The information to be stored in the cell is determined in two steps. First, the input gate decides which values to update, and then a candidate vector ${\tilde{C}}_{t}$ is created using the hyperbolic tangent function:

\begin{aligned} i_{t} & = σ (W_{i} [h_{t - 1}, x_{t}]) \end{aligned}

(8)

\begin{aligned} {\tilde{C}}_{t} & = \tanh (W_{c} [h_{t - 1}, x_{t}]) \end{aligned}

(9)

The new cell state is then computed as:

C_{t} = f_{t} C_{t - 1} + i_{t} {\tilde{C}}_{t}

(10)

Finally, the output gate and the new hidden state are obtained from:

\begin{aligned} o_{t} & = σ (W_{o} [h_{t - 1}, x_{t}]) \end{aligned}

(11)

\begin{aligned} h_{t} & = o_{t} \tanh (C_{t}) \end{aligned}

(12)

Here, $σ (\cdot)$ denotes the sigmoid activation function, and $\tanh (\cdot)$ scales values into the range $[- 1, 1]$ . $W_{f}$ , $W_{i}$ , $W_{c}$ , and $W_{o}$ represent the corresponding weight matrices, $f_{t}$ is the forget gate, $i_{t}$ the input gate, ${\tilde{C}}_{t}$ the candidate vector, $o_{t}$ the output gate, and $C_{t}$ the cell state.
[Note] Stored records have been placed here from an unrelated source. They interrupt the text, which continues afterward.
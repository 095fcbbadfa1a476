//! OAI-PMH response parsing.
//!
//! Turns response documents into [`Page`]s of headers or records. An OAI
//! `<error>` element becomes [`HarvesterError::OaiProtocol`], except
//! `noRecordsMatch`, which is an ordinary empty listing.

use roxmltree::{Document, Node};

use crate::error::{HarvesterError, Result};
use crate::types::{Header, OaiRecord, Page, Verb};
use crate::xml::{
    find_by_path, find_child, find_children, get_attribute, get_text, standalone_fragment,
};

/// Error code for a selective harvest that matched nothing.
const NO_RECORDS_MATCH: &str = "noRecordsMatch";

/// Parse a `ListIdentifiers` response.
///
/// # Examples
/// ```
/// use crosswalk_harvester::response::parse_identifiers;
///
/// let xml = r#"<OAI-PMH xmlns="http://www.openarchives.org/OAI/2.0/">
///   <ListIdentifiers>
///     <header><identifier>oai:x:1</identifier><datestamp>2014-06-01</datestamp></header>
///     <resumptionToken>page2</resumptionToken>
///   </ListIdentifiers>
/// </OAI-PMH>"#;
///
/// let page = parse_identifiers(xml).unwrap();
/// assert_eq!(page.items[0].identifier, "oai:x:1");
/// assert_eq!(page.resumption_token.as_deref(), Some("page2"));
/// ```
pub fn parse_identifiers(xml: &str) -> Result<Page<Header>> {
    let doc = Document::parse(xml)?;
    let Some(list) = verb_element(&doc, Verb::ListIdentifiers)? else {
        return Ok(Page::empty());
    };

    let items = find_children(list, "header")
        .map(parse_header)
        .collect::<Result<Vec<_>>>()?;

    Ok(Page {
        items,
        resumption_token: resumption_token(list),
    })
}

/// Parse a `ListRecords` response.
pub fn parse_records(xml: &str) -> Result<Page<OaiRecord>> {
    let doc = Document::parse(xml)?;
    let Some(list) = verb_element(&doc, Verb::ListRecords)? else {
        return Ok(Page::empty());
    };

    let items = find_children(list, "record")
        .map(|record| parse_record(record, xml))
        .collect::<Result<Vec<_>>>()?;

    Ok(Page {
        items,
        resumption_token: resumption_token(list),
    })
}

/// Parse a `GetRecord` response.
pub fn parse_get_record(xml: &str) -> Result<OaiRecord> {
    let doc = Document::parse(xml)?;
    let record = verb_element(&doc, Verb::GetRecord)?
        .and_then(|get| find_by_path(get, "record"))
        .ok_or_else(|| HarvesterError::MissingElement {
            element: "record".to_string(),
            context: Verb::GetRecord.to_string(),
        })?;
    parse_record(record, xml)
}

/// Locate the verb element, surfacing any OAI error first.
///
/// Returns `Ok(None)` for `noRecordsMatch`.
fn verb_element<'a, 'input>(
    doc: &'a Document<'input>,
    verb: Verb,
) -> Result<Option<Node<'a, 'input>>> {
    let root = doc.root_element();

    if let Some(error) = find_child(root, "error") {
        let code = get_attribute(error, "code").unwrap_or("unknown").to_string();
        if code == NO_RECORDS_MATCH {
            tracing::debug!(verb = %verb, "No records match");
            return Ok(None);
        }
        return Err(HarvesterError::OaiProtocol {
            code,
            message: get_text(error),
        });
    }

    find_child(root, verb.as_str())
        .map(Some)
        .ok_or_else(|| HarvesterError::MissingElement {
            element: verb.to_string(),
            context: "OAI-PMH response".to_string(),
        })
}

fn parse_header(node: Node<'_, '_>) -> Result<Header> {
    let identifier = find_child(node, "identifier")
        .map(get_text)
        .filter(|id| !id.is_empty())
        .ok_or_else(|| HarvesterError::MissingElement {
            element: "identifier".to_string(),
            context: "header".to_string(),
        })?;

    Ok(Header {
        identifier,
        datestamp: find_child(node, "datestamp")
            .map(get_text)
            .unwrap_or_default(),
        set_specs: find_children(node, "setSpec").map(get_text).collect(),
        deleted: get_attribute(node, "status") == Some("deleted"),
    })
}

fn parse_record(node: Node<'_, '_>, xml: &str) -> Result<OaiRecord> {
    let header = find_child(node, "header")
        .ok_or_else(|| HarvesterError::MissingElement {
            element: "header".to_string(),
            context: "record".to_string(),
        })
        .and_then(parse_header)?;

    let metadata = if header.deleted || find_child(node, "metadata").is_none() {
        None
    } else {
        Some(standalone_fragment(node, xml))
    };

    Ok(OaiRecord { header, metadata })
}

/// Resumption token text; an empty token marks the last page.
fn resumption_token(list: Node<'_, '_>) -> Option<String> {
    find_child(list, "resumptionToken")
        .map(get_text)
        .filter(|token| !token.is_empty())
}

#[cfg(test)]
mod tests {
    use super::*;
    use pretty_assertions::assert_eq;

    fn envelope(body: &str) -> String {
        format!(
            r#"<?xml version="1.0" encoding="UTF-8"?>
<OAI-PMH xmlns="http://www.openarchives.org/OAI/2.0/">
  <responseDate>2014-06-01T00:00:00Z</responseDate>
  {body}
</OAI-PMH>"#
        )
    }

    #[test]
    fn test_identifiers_with_sets_and_deleted() {
        let xml = envelope(
            r#"<ListIdentifiers>
                 <header><identifier>oai:x:1</identifier><datestamp>2014-01-01</datestamp>
                   <setSpec>maps</setSpec><setSpec>photos</setSpec></header>
                 <header status="deleted"><identifier>oai:x:2</identifier><datestamp>2014-01-02</datestamp></header>
                 <resumptionToken completeListSize="2"></resumptionToken>
               </ListIdentifiers>"#,
        );
        let page = parse_identifiers(&xml).unwrap();

        assert_eq!(page.items.len(), 2);
        assert_eq!(page.items[0].set_specs, vec!["maps", "photos"]);
        assert!(!page.items[0].deleted);
        assert!(page.items[1].deleted);
        assert_eq!(page.resumption_token, None);
    }

    #[test]
    fn test_no_records_match_is_empty_page() {
        let xml = envelope(r#"<error code="noRecordsMatch">Nothing here</error>"#);
        let page = parse_records(&xml).unwrap();
        assert!(page.items.is_empty());
        assert!(page.resumption_token.is_none());
    }

    #[test]
    fn test_other_errors_are_protocol_errors() {
        let xml = envelope(r#"<error code="badResumptionToken">Token expired</error>"#);
        let err = parse_identifiers(&xml).unwrap_err();
        match err {
            HarvesterError::OaiProtocol { code, message } => {
                assert_eq!(code, "badResumptionToken");
                assert_eq!(message, "Token expired");
            }
            other => panic!("unexpected error: {other}"),
        }
    }

    #[test]
    fn test_records_metadata_is_standalone() {
        let xml = envelope(
            r#"<ListRecords>
                 <record>
                   <header><identifier>oai:x:1</identifier><datestamp>2014-01-01</datestamp></header>
                   <metadata>
                     <oai_dc:dc xmlns:oai_dc="http://www.openarchives.org/OAI/2.0/oai_dc/"
                                xmlns:dc="http://purl.org/dc/elements/1.1/">
                       <dc:title>Moominpappa at Sea</dc:title>
                     </oai_dc:dc>
                   </metadata>
                 </record>
                 <record>
                   <header status="deleted"><identifier>oai:x:2</identifier><datestamp>2014-01-02</datestamp></header>
                 </record>
                 <resumptionToken>next</resumptionToken>
               </ListRecords>"#,
        );
        let page = parse_records(&xml).unwrap();

        assert_eq!(page.resumption_token.as_deref(), Some("next"));
        assert_eq!(page.items.len(), 2);
        let metadata = page.items[0].metadata.as_deref().unwrap();
        assert!(metadata.starts_with(
            r#"<record xmlns="http://www.openarchives.org/OAI/2.0/">"#
        ));
        assert!(Document::parse(metadata).is_ok());
        assert!(page.items[1].metadata.is_none());
    }

    #[test]
    fn test_get_record() {
        let xml = envelope(
            r#"<GetRecord><record>
                 <header><identifier>oai:x:7</identifier><datestamp>2014-01-07</datestamp></header>
                 <metadata><dc/></metadata>
               </record></GetRecord>"#,
        );
        let record = parse_get_record(&xml).unwrap();
        assert_eq!(record.header.identifier, "oai:x:7");
        assert!(record.metadata.is_some());
    }

    #[test]
    fn test_missing_verb_element() {
        let xml = envelope("<Identify/>");
        assert!(matches!(
            parse_records(&xml),
            Err(HarvesterError::MissingElement { .. })
        ));
    }

    #[test]
    fn test_header_without_identifier() {
        let xml = envelope(
            "<ListIdentifiers><header><datestamp>2014-01-01</datestamp></header></ListIdentifiers>",
        );
        assert!(matches!(
            parse_identifiers(&xml),
            Err(HarvesterError::MissingElement { .. })
        ));
    }
}
//! OAI-PMH protocol client.
//!
//! [`OaiClient`] is the seam between the lazy harvester and the network.
//! [`HttpOaiClient`] speaks OAI-PMH over HTTP; tests substitute in-memory
//! implementations.

use reqwest::blocking::Client;
use url::Url;

use crate::config::validate_endpoint;
use crate::error::Result;
use crate::http::{create_client, fetch_xml};
use crate::response::{parse_get_record, parse_identifiers, parse_records};
use crate::types::{Header, ListOptions, OaiRecord, Page, Verb};

/// One request per call; pagination state lives with the caller.
pub trait OaiClient {
    /// Fetch one `ListIdentifiers` page. With a token, `options` are not resent.
    fn list_identifiers(&self, options: &ListOptions, token: Option<&str>)
        -> Result<Page<Header>>;

    /// Fetch one `ListRecords` page. With a token, `options` are not resent.
    fn list_records(&self, options: &ListOptions, token: Option<&str>) -> Result<Page<OaiRecord>>;

    fn get_record(&self, identifier: &str, metadata_prefix: &str) -> Result<OaiRecord>;
}

impl<C: OaiClient + ?Sized> OaiClient for &C {
    fn list_identifiers(
        &self,
        options: &ListOptions,
        token: Option<&str>,
    ) -> Result<Page<Header>> {
        (**self).list_identifiers(options, token)
    }

    fn list_records(&self, options: &ListOptions, token: Option<&str>) -> Result<Page<OaiRecord>> {
        (**self).list_records(options, token)
    }

    fn get_record(&self, identifier: &str, metadata_prefix: &str) -> Result<OaiRecord> {
        (**self).get_record(identifier, metadata_prefix)
    }
}

/// OAI-PMH over HTTP GET.
#[derive(Debug, Clone)]
pub struct HttpOaiClient {
    client: Client,
    endpoint: Url,
}

impl HttpOaiClient {
    /// Create a client for a repository base URL.
    pub fn new(endpoint: &str) -> Result<Self> {
        Ok(Self {
            client: create_client()?,
            endpoint: validate_endpoint(endpoint)?,
        })
    }

    #[must_use]
    pub fn endpoint(&self) -> &Url {
        &self.endpoint
    }

    /// Build the request URL for a verb and its arguments.
    ///
    /// # Examples
    /// ```
    /// use crosswalk_harvester::client::HttpOaiClient;
    /// use crosswalk_harvester::types::{ListOptions, Verb};
    ///
    /// let client = HttpOaiClient::new("https://example.org/oai").unwrap();
    /// let url = client.request_url(Verb::ListRecords, &ListOptions::new("oai_dc").query());
    /// assert_eq!(url.as_str(), "https://example.org/oai?verb=ListRecords&metadataPrefix=oai_dc");
    /// ```
    #[must_use]
    pub fn request_url(&self, verb: Verb, arguments: &[(&str, String)]) -> Url {
        let mut url = self.endpoint.clone();
        {
            let mut pairs = url.query_pairs_mut();
            pairs.append_pair("verb", verb.as_str());
            for (key, value) in arguments {
                pairs.append_pair(key, value);
            }
        }
        url
    }

    fn fetch(&self, verb: Verb, arguments: &[(&str, String)]) -> Result<String> {
        let url = self.request_url(verb, arguments);
        tracing::debug!(verb = %verb, url = %url, "Requesting OAI-PMH page");
        fetch_xml(&self.client, url.as_str())
    }

    fn list_arguments(options: &ListOptions, token: Option<&str>) -> Vec<(&'static str, String)> {
        match token {
            Some(token) => vec![("resumptionToken", token.to_string())],
            None => options.query(),
        }
    }
}

impl OaiClient for HttpOaiClient {
    fn list_identifiers(
        &self,
        options: &ListOptions,
        token: Option<&str>,
    ) -> Result<Page<Header>> {
        let xml = self.fetch(
            Verb::ListIdentifiers,
            &Self::list_arguments(options, token),
        )?;
        parse_identifiers(&xml)
    }

    fn list_records(&self, options: &ListOptions, token: Option<&str>) -> Result<Page<OaiRecord>> {
        let xml = self.fetch(Verb::ListRecords, &Self::list_arguments(options, token))?;
        parse_records(&xml)
    }

    fn get_record(&self, identifier: &str, metadata_prefix: &str) -> Result<OaiRecord> {
        let xml = self.fetch(
            Verb::GetRecord,
            &[
                ("identifier", identifier.to_string()),
                ("metadataPrefix", metadata_prefix.to_string()),
            ],
        )?;
        parse_get_record(&xml)
    }
}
The model’s output $h_{t}$ is filtered based on the state of the LSTM cells.

4. Methodology

This section provides an in-depth overview of the dataset utilized for the analysis, outlining its source, structure, and any relevant characteristics

4.1. Dataset and Data Pre-processing

4.1.1. Dataset

The dataset used in this study comprises daily confirmed COVID-19 case data in India, sourced from the COVID-19 India API. The time spans from 1st March 2020 to 31st December 2021, covering a total of 670 days, and includes two key features: daily confirmed cases and cumulative confirmed cases. Daily confirmed cases reflect the number of new COVID-19 cases reported each day, which are crucial for capturing temporal fluctuations, trend shifts, and epidemic wave patterns Cumulative confirmed cases represent the total number of reported infections up to each date, useful for validating overall trends and assessing long-term progression. A COVID-19 API is a web-based tool that gives users extensive access to information on the COVID-19 pandemic. This service is an essential resource for developers, academics, healthcare professionals, and the general public who want to comprehend the pandemic’s changing environment. A COVID-19 API can provide a number of data needed to monitor the virus’s progress and effect. Key data elements often include total cases, vaccination rates, state and country-specific breakdowns, historical trends, and daily updates.

The dataset spans from 1 March 2020 to 31 December 2021, comprising 670 daily observations. During this period, daily confirmed cases increased from 1 to 16,764, while cumulative cases rose to approximately 34.8 million.

4.1.2. Data Pre-processing

Before model deployment, a sequence of pre-processing operations was performed to guarantee the reliability, consistency, and appropriateness of the dataset for time-series forecasting.

Missing Values Handling: The completeness check in the data set identified five missing daily observations, representing approximately 0.7%of the total records. To ensure temporal continuity and prevent distortions in the learning process, these missing values were filled by linear interpolation. This was adopted due to its simplicity and efficiency in dealing with small gaps in sequential data.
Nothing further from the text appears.